**Your task**
Whenever a line in the listing below holds the string "headers", include it in the count. Say how many such lines there are and nothing more.

**The data**
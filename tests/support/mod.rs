// Mock portal backend shared by the integration tests.
use axum::{
    Json, Router,
    extract::State,
    http::{HeaderMap, StatusCode, header},
    routing::{get, post},
};
use portal_session::{Role, User};
use serde::Deserialize;
use serde_json::{Value, json};
use std::{
    collections::HashMap,
    // `Arc` shares data between threads; `OnceLock` writes a value only once.
    sync::{Arc, Mutex, OnceLock},
    time::Duration,
};

pub const PASSWORD: &str = "pw123456";
// Logins for this address stall longer than the short test client timeout.
pub const SLOW_EMAIL: &str = "slow@school.test";
// Logins for this address fail with a 500.
pub const BROKEN_EMAIL: &str = "broken@school.test";
// Registration with this address is refused with a 400.
pub const TAKEN_EMAIL: &str = "taken@school.test";

// Global base URL used by all tests after the server publishes its bound address.
static SERVER_URL: OnceLock<String> = OnceLock::new();
static SERVER_READY: OnceLock<()> = OnceLock::new();

type Tokens = Arc<Mutex<HashMap<String, User>>>;

#[derive(Deserialize)]
struct LoginBody {
    email: String,
    password: String,
}

#[derive(Deserialize)]
struct RegisterBody {
    email: String,
    password: String,
    name: String,
    role: Role,
}

// Seeded accounts: one per role, named after the role.
fn seeded_user(email: &str) -> Option<User> {
    let (local, domain) = email.split_once('@')?;
    if domain != "school.test" {
        return None;
    }
    let role: Role = local.parse().ok()?;
    Some(User {
        id: format!("{}-1", role.as_str().to_uppercase()),
        email: email.to_string(),
        name: format!("Demo {local}"),
        role,
    })
}

fn error(status: StatusCode, message: &str) -> (StatusCode, Json<Value>) {
    (status, Json(json!({ "message": message })))
}

fn issue(tokens: &Tokens, user: User) -> Json<Value> {
    let token = uuid::Uuid::new_v4().to_string();
    tokens
        .lock()
        .expect("tokens mutex poisoned")
        .insert(token.clone(), user.clone());
    Json(json!({ "token": token, "user": user }))
}

async fn login(
    State(tokens): State<Tokens>,
    Json(body): Json<LoginBody>,
) -> Result<Json<Value>, (StatusCode, Json<Value>)> {
    if body.email == SLOW_EMAIL {
        tokio::time::sleep(Duration::from_secs(2)).await;
    }
    if body.email == BROKEN_EMAIL {
        return Err(error(StatusCode::INTERNAL_SERVER_ERROR, "database unavailable"));
    }
    match seeded_user(&body.email) {
        Some(user) if body.password == PASSWORD => Ok(issue(&tokens, user)),
        _ => Err(error(StatusCode::UNAUTHORIZED, "invalid credentials")),
    }
}

async fn register(
    State(tokens): State<Tokens>,
    Json(body): Json<RegisterBody>,
) -> Result<Json<Value>, (StatusCode, Json<Value>)> {
    if body.email == TAKEN_EMAIL {
        return Err(error(StatusCode::BAD_REQUEST, "email already registered"));
    }
    if body.password.len() < 8 {
        return Err(error(StatusCode::BAD_REQUEST, "password too short"));
    }
    let user = User {
        id: format!("U-{}", uuid::Uuid::new_v4().simple()),
        email: body.email,
        name: body.name,
        role: body.role,
    };
    Ok(issue(&tokens, user))
}

async fn me(
    State(tokens): State<Tokens>,
    headers: HeaderMap,
) -> Result<Json<User>, (StatusCode, Json<Value>)> {
    let token = headers
        .get(header::AUTHORIZATION)
        .and_then(|value| value.to_str().ok())
        .and_then(|value| value.strip_prefix("Bearer "))
        .ok_or_else(|| error(StatusCode::UNAUTHORIZED, "missing token"))?;
    let guard = tokens.lock().expect("tokens mutex poisoned");
    guard
        .get(token)
        .cloned()
        .map(Json)
        .ok_or_else(|| error(StatusCode::UNAUTHORIZED, "invalid session token"))
}

fn app() -> Router {
    let tokens: Tokens = Arc::new(Mutex::new(HashMap::new()));
    Router::new()
        .route("/api/auth/login", post(login))
        .route("/api/auth/register", post(register))
        .route("/api/auth/me", get(me))
        .with_state(tokens)
}

// Ensure the mock backend is running and return its API base URL.
pub fn ensure_backend() -> &'static str {
    SERVER_READY.get_or_init(|| {
        let published_url = Arc::new(OnceLock::<String>::new());
        let published_url_thread = Arc::clone(&published_url);
        // Spawn an OS thread so the server outlives individual `#[tokio::test]` runtimes.
        std::thread::spawn(move || {
            let runtime = tokio::runtime::Runtime::new().expect("test runtime");
            runtime.block_on(async move {
                // Bind to an ephemeral port to avoid collisions with local services.
                let listener = tokio::net::TcpListener::bind("127.0.0.1:0")
                    .await
                    .expect("bind ephemeral test port");
                let addr = listener.local_addr().expect("get local addr");
                let _ = published_url_thread.set(format!("http://{addr}/api"));
                axum::serve(listener, app()).await.expect("mock backend failed");
            });
        });
        wait_for_backend(published_url);
    });

    SERVER_URL
        .get()
        .expect("server url should be initialized")
        .as_str()
}

fn wait_for_backend(published_url: Arc<OnceLock<String>>) {
    let base_url = loop {
        if let Some(url) = published_url.get() {
            break url.clone();
        }
        std::thread::sleep(Duration::from_millis(10));
    };
    let _ = SERVER_URL.set(base_url.clone());

    let addr = base_url
        .strip_prefix("http://")
        .and_then(|rest| rest.strip_suffix("/api"))
        .expect("base url should look like http://host:port/api");

    // Retry for a short period to avoid racing server bind/accept.
    for _ in 0..100 {
        if std::net::TcpStream::connect(addr).is_ok() {
            return;
        }
        std::thread::sleep(Duration::from_millis(20));
    }

    panic!("mock backend did not become ready in time");
}

// Address of a port nothing listens on, for connection-refused scenarios.
pub fn closed_port_url() -> String {
    let listener = std::net::TcpListener::bind("127.0.0.1:0").expect("bind probe port");
    let addr = listener.local_addr().expect("get probe addr");
    drop(listener);
    format!("http://{addr}/api")
}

**Expected answer**
2